Draw a class diagram showing the relationship between the Reactor, Sensor, Alarm, Thermometer, and Thermostat classes.

Draw a sequence diagram that shows the three sensors connecting to the reactor at the start of the interaction and the subsequent interaction when Homer Simpson accidentally increases the temperature to 5000 degrees.

Hint: How will sensors know the reactor's temperature?

5. Proxies

The IServer interface specifies two operations:

interface IServer {
   String service1(String cmmd);
   String service2(String cmmd);
}

IServer is implemented by Server and Proxy.

A proxy implements the IServer interface simply by delegating to a peer:

class Proxy implements IServer {
   protected IServer peer;
   public String service1(String cmmd) { return peer.service1(cmmd); }
   public String service2(String cmmd) { return peer.service2(cmmd); }
}

Proxies can be chained together to enhance the services of a basic server. Each proxy thinks it is receiving requests from the client and forwarding requests to the server.

Examples of proxies include: CacheProxy and FirewallProxy.

A firewall proxy verifies that the command is authorized before forwarding the request to its peer.

A cache proxy searches its cache for the result of a previous request. If successful, it returns the cached result, otherwise the request is forwarded to the peer.

Begin by drawing a class diagram showing the relationship between Client, IServer, Server, Proxy, FirewallProxy and CacheProxy.

5.1

Assume a client requests service1(cmmd) from a firewall proxy that has a cache proxy as its peer and that the cache proxy has a server as its peer. Draw a sequence diagram showing the interaction. Assume the request is authorized and is not cached.

5.2

Assume a client requests service1(cmmd) from a cache proxy that has a server as its peer. Draw a sequence diagram showing the interaction. Use a combined fragment to show both cases: result cached and result not cached.

5.3

If the server is busy its methods return the message "refused". A synch proxy repeatedly resends its request until the reply is something different than "refused". Assume a client requests service1(cmmd) from a synch proxy that has a server as its peer. Draw a sequence diagram showing the interaction. Use a combined fragment to show then resends.

6. Auctions

An auctioneer repeatedly broadcasts a proposed price for an item to multiple bidders. If a bidder accepts the price, the auctioneer increments the price and rebroadcasts. If no bidder accepts the price after a period of time, the auctioneer sells the item to the highest bidder.

Hints:

Since there is an unspecified number of bidders and they all do the same thing, you can show all of them using a single lifeline, but with the multi-instance box checked:

Notice that I show the proposed price as an asynchronous signal. Study Question 1: How can you tell it's a signal and not a message? Study Question 2: Why did I do this?

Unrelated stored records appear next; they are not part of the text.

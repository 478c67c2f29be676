//! UseCase: 部屋の予約・キャンセル確認
//!
//! ホテルと部屋番号の存在だけを確認します。ストアファイルは変更しません。
//! 予約レコード自体の作成・キャンセルは CreateRecordUseCase / DeleteRecordUseCase が担当します。

use std::sync::Arc;

use crate::domain::{Hotel, RecordRepository, RoomNumber};

use super::error::RoomBookingError;

/// 部屋予約確認のユースケース
pub struct RoomBookingUseCase {
    /// ホテルの Repository
    hotels: Arc<dyn RecordRepository<Hotel>>,
}

impl RoomBookingUseCase {
    /// 新しい RoomBookingUseCase を作成
    pub fn new(hotels: Arc<dyn RecordRepository<Hotel>>) -> Self {
        Self { hotels }
    }

    /// 部屋を予約できるか確認する
    pub fn reserve_room(
        &self,
        hotel_id: &str,
        room_number: &RoomNumber,
    ) -> Result<Hotel, RoomBookingError> {
        let hotel = self.find_room(hotel_id, room_number)?;
        tracing::info!("Room {} reserved in hotel {}", room_number, hotel_id);
        Ok(hotel)
    }

    /// 部屋の予約をキャンセルできるか確認する
    pub fn cancel_room_reservation(
        &self,
        hotel_id: &str,
        room_number: &RoomNumber,
    ) -> Result<Hotel, RoomBookingError> {
        let hotel = self.find_room(hotel_id, room_number)?;
        tracing::info!(
            "Reservation for room {} in hotel {} cancelled",
            room_number,
            hotel_id
        );
        Ok(hotel)
    }

    fn find_room(
        &self,
        hotel_id: &str,
        room_number: &RoomNumber,
    ) -> Result<Hotel, RoomBookingError> {
        let mut hotels = self.hotels.load()?;
        let hotel = hotels
            .swap_remove(hotel_id)
            .ok_or_else(|| RoomBookingError::HotelNotFound(hotel_id.to_string()))?;

        if !hotel.has_room(room_number) {
            return Err(RoomBookingError::RoomNotFound {
                hotel_id: hotel_id.to_string(),
                room_number: room_number.to_string(),
            });
        }
        Ok(hotel)
    }
}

Here's a suggested class diagram for this problem:

Note that the auctioneer does not know the identity of the bidders. It's not necessary because the proposal is broadcast using an asynchronous signal. You may assume consider is automatically invoked by the bidder just after the signal is received. (Actually, there is a special category of operations that react to signals called receptions. They are shown in a hidden fourth compartment of a class icon.)